Kubernetes cluster needs to be upgraded to latest version whenever CVEs are found. We will need a progressive plan to identify and fix deprecated apis. If you try to apply resource with removed apiVersion, deployment will fail trying to identify the version. This article will go over steps to identify and update apiVersion before we upgrade Kubernetes cluster version.

Identify deprecated APIs

You could check the cluster for available api extensions. Kubectl will provide you with first matching extension and could potentially confuse. There are various tools available to identify deprecated version with lots of options. We will discuss about couple here

Pluto is an tool provided by Fairwinds to find deprecated kubernetes apiVersion in your code repositories and helm releases. You can download latest tool release from their repository. Note: this tool not available for windows. Find installation steps in their documentation page.

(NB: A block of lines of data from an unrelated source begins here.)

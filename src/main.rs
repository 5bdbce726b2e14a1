use std::{net::SocketAddr, sync::Arc, time::Duration};

use axum::http::StatusCode;
use axum::{routing::get, Router};
use http::HeaderValue;
use rust_decimal::Decimal;
use tokio::{signal, sync::mpsc};
use tower_http::{
    compression::CompressionLayer,
    cors::{Any, CorsLayer},
    timeout::TimeoutLayer,
    trace::TraceLayer,
};
use tracing::{error, info};

use fieldops_api as api;

use api::collaborators::http::{
    HttpApartmentReader, HttpContractReader, HttpEmployeeDirectory, HttpInvoiceWriter,
    HttpServiceCatalog, HttpTimeEntryStore,
};
use api::repositories::{InMemoryJobRepository, JobRepository, SqlJobRepository};

#[tokio::main]
async fn main() -> Result<(), Box<dyn std::error::Error>> {
    let cfg = api::config::load_config()?;
    api::config::init_tracing(cfg.log_level(), cfg.log_json);

    // Storage backend: sea-orm pool or the in-memory store
    let (db, repository): (Option<Arc<_>>, Arc<dyn JobRepository>) =
        if cfg.uses_in_memory_storage() {
            info!("Using in-memory job storage");
            (None, Arc::new(InMemoryJobRepository::new()))
        } else {
            let pool = api::db::establish_connection_from_app_config(&cfg).await?;
            if cfg.auto_migrate {
                api::db::run_migrations(&pool).await.map_err(|e| {
                    error!("Failed running migrations: {}", e);
                    e
                })?;
            }
            let pool = Arc::new(pool);
            (Some(pool.clone()), Arc::new(SqlJobRepository::new(pool)))
        };

    // Init events
    let (event_tx, event_rx) = mpsc::channel(cfg.event_channel_capacity);
    let event_sender = api::events::EventSender::new(event_tx);
    tokio::spawn(api::events::process_events(event_rx));

    // Collaborator clients share one bounded HTTP client
    let http_client = reqwest::Client::builder()
        .timeout(Duration::from_secs(cfg.collaborator_timeout_secs))
        .build()?;
    let directory = Arc::new(HttpEmployeeDirectory::new(
        http_client.clone(),
        cfg.employee_directory_url.clone(),
    ));
    let time_entries = Arc::new(HttpTimeEntryStore::new(
        http_client.clone(),
        cfg.time_entry_store_url.clone(),
    ));
    let contracts = Arc::new(HttpContractReader::new(
        http_client.clone(),
        cfg.contract_reader_url.clone(),
    ));
    let apartments = Arc::new(HttpApartmentReader::new(
        http_client.clone(),
        cfg.apartment_reader_url.clone(),
    ));
    let service_catalog = Arc::new(HttpServiceCatalog::new(
        http_client.clone(),
        cfg.service_catalog_url.clone(),
    ));
    let invoices = Arc::new(HttpInvoiceWriter::new(
        http_client,
        cfg.invoice_writer_url.clone(),
    ));

    let adhoc_service_fee = Decimal::try_from(cfg.adhoc_service_fee)
        .map_err(|e| format!("invalid adhoc_service_fee: {e}"))?;

    let engine = Arc::new(api::services::jobs::JobLifecycleService::new(
        repository.clone(),
        directory,
        time_entries,
        contracts.clone(),
        invoices,
        event_sender.clone(),
        cfg.lookup_deadline(),
        adhoc_service_fee,
        cfg.default_currency.clone(),
    ));
    let queries = Arc::new(api::queries::JobQueryService::new(
        repository,
        apartments,
        service_catalog,
        contracts,
        cfg.lookup_deadline(),
    ));

    // Compose shared app state
    let app_state = api::AppState {
        db,
        config: cfg.clone(),
        engine,
        queries,
        event_sender,
    };

    // Build CORS layer from config
    let configured_origins: Option<Vec<HeaderValue>> = cfg
        .cors_allowed_origins
        .as_ref()
        .map(|raw| {
            raw.split(',')
                .filter_map(|origin| {
                    let trimmed = origin.trim();
                    if trimmed.is_empty() {
                        None
                    } else {
                        HeaderValue::from_str(trimmed).ok()
                    }
                })
                .collect::<Vec<_>>()
        })
        .filter(|origins| !origins.is_empty());

    let cors_layer = if let Some(origins) = configured_origins {
        CorsLayer::new()
            .allow_origin(origins)
            .allow_methods(Any)
            .allow_headers(Any)
            .allow_credentials(cfg.cors_allow_credentials)
    } else if cfg.should_allow_permissive_cors() {
        info!(
            "Using permissive CORS because explicit origins were not configured ({})",
            if cfg.is_development() {
                "development environment"
            } else {
                "explicit override enabled"
            }
        );
        CorsLayer::permissive()
    } else {
        error!("Missing CORS configuration detected; set APP__CORS_ALLOWED_ORIGINS or APP__CORS_ALLOW_ANY_ORIGIN=true");
        return Err("Missing CORS configuration: set APP__CORS_ALLOWED_ORIGINS or APP__CORS_ALLOW_ANY_ORIGIN=true".into());
    };

    // Build router: status/health/metrics + v1 API + Swagger UI
    let app = Router::<api::AppState>::new()
        .route("/", get(|| async { "fieldops-api up" }))
        .route("/health", get(api::handlers::health::health))
        .route(
            "/metrics",
            get(|| async move {
                match api::metrics::metrics_handler().await {
                    Ok(body) => (StatusCode::OK, body),
                    Err(_) => (
                        StatusCode::INTERNAL_SERVER_ERROR,
                        String::from("metrics error"),
                    ),
                }
            }),
        )
        .nest("/api/v1", api::api_v1_routes())
        .merge(api::openapi::swagger_ui())
        .route_layer(axum::middleware::from_fn(api::track_metrics))
        .layer(TraceLayer::new_for_http())
        .layer(TimeoutLayer::new(Duration::from_secs(30)))
        .layer(CompressionLayer::new())
        .layer(cors_layer)
        .with_state(app_state);

    // Bind and serve
    let addr = SocketAddr::from(([0, 0, 0, 0], cfg.port));
    info!("fieldops-api listening on http://{}", addr);
    let listener = tokio::net::TcpListener::bind(addr).await?;

    axum::serve(listener, app.into_make_service())
        .with_graceful_shutdown(shutdown_signal())
        .await?;

    Ok(())
}

async fn shutdown_signal() {
    let ctrl_c = async {
        signal::ctrl_c()
            .await
            .expect("failed to install Ctrl+C handler");
    };

    #[cfg(unix)]
    let terminate = async {
        use tokio::signal::unix::{signal, SignalKind};

        let mut sigterm =
            signal(SignalKind::terminate()).expect("failed to install signal handler");
        sigterm.recv().await;
    };

    #[cfg(not(unix))]
    let terminate = std::future::pending::<()>();

    tokio::select! {
        _ = ctrl_c => {},
        _ = terminate => {},
    }
}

Detect charts files for deprecated apis available in a folder

pluto detect-files -d application/chartsfolder

Detect deprecated apis in helm release

pluto detect-helm -owide

Kubent (kube no trouble) is another utility tool that identifies deprecated k8s apis. This tool looks for deprecated api is cluster as well in addition files and helm release. You can control where to scan using flags cluster, helm2 / helm3.

./kubent

Updating apiVersion - Above mentioned tools will identify deprecated apis, after identifying we need to fix by updating to required apiVersion. You will need to update apiVersion in your source code repositories to required version. To update deployed helm release we will use mapkubeapis plugin. This updates helm release metadata in-place by removing old apiVersion and creating new revision with updated apiVersion.

Install plugin

helm plugin install https://github.com/hickeyma/helm-mapkubeapis

Update release

use –namespace <> for HELMv2

helm mapkubeapis v2-oldapi

Re-run pluto / kubent utility tools to identify if old apiVersions are updated. You could provide Kubernetes version to target specific version. Kubernetes cluster can now be updated without causing any failure.

Including tools to identify and update Kubernetes resource apiVersion removes lot of manual work and errors that could be introduced. It facilitates smooth Kubernetes cluster upgradation.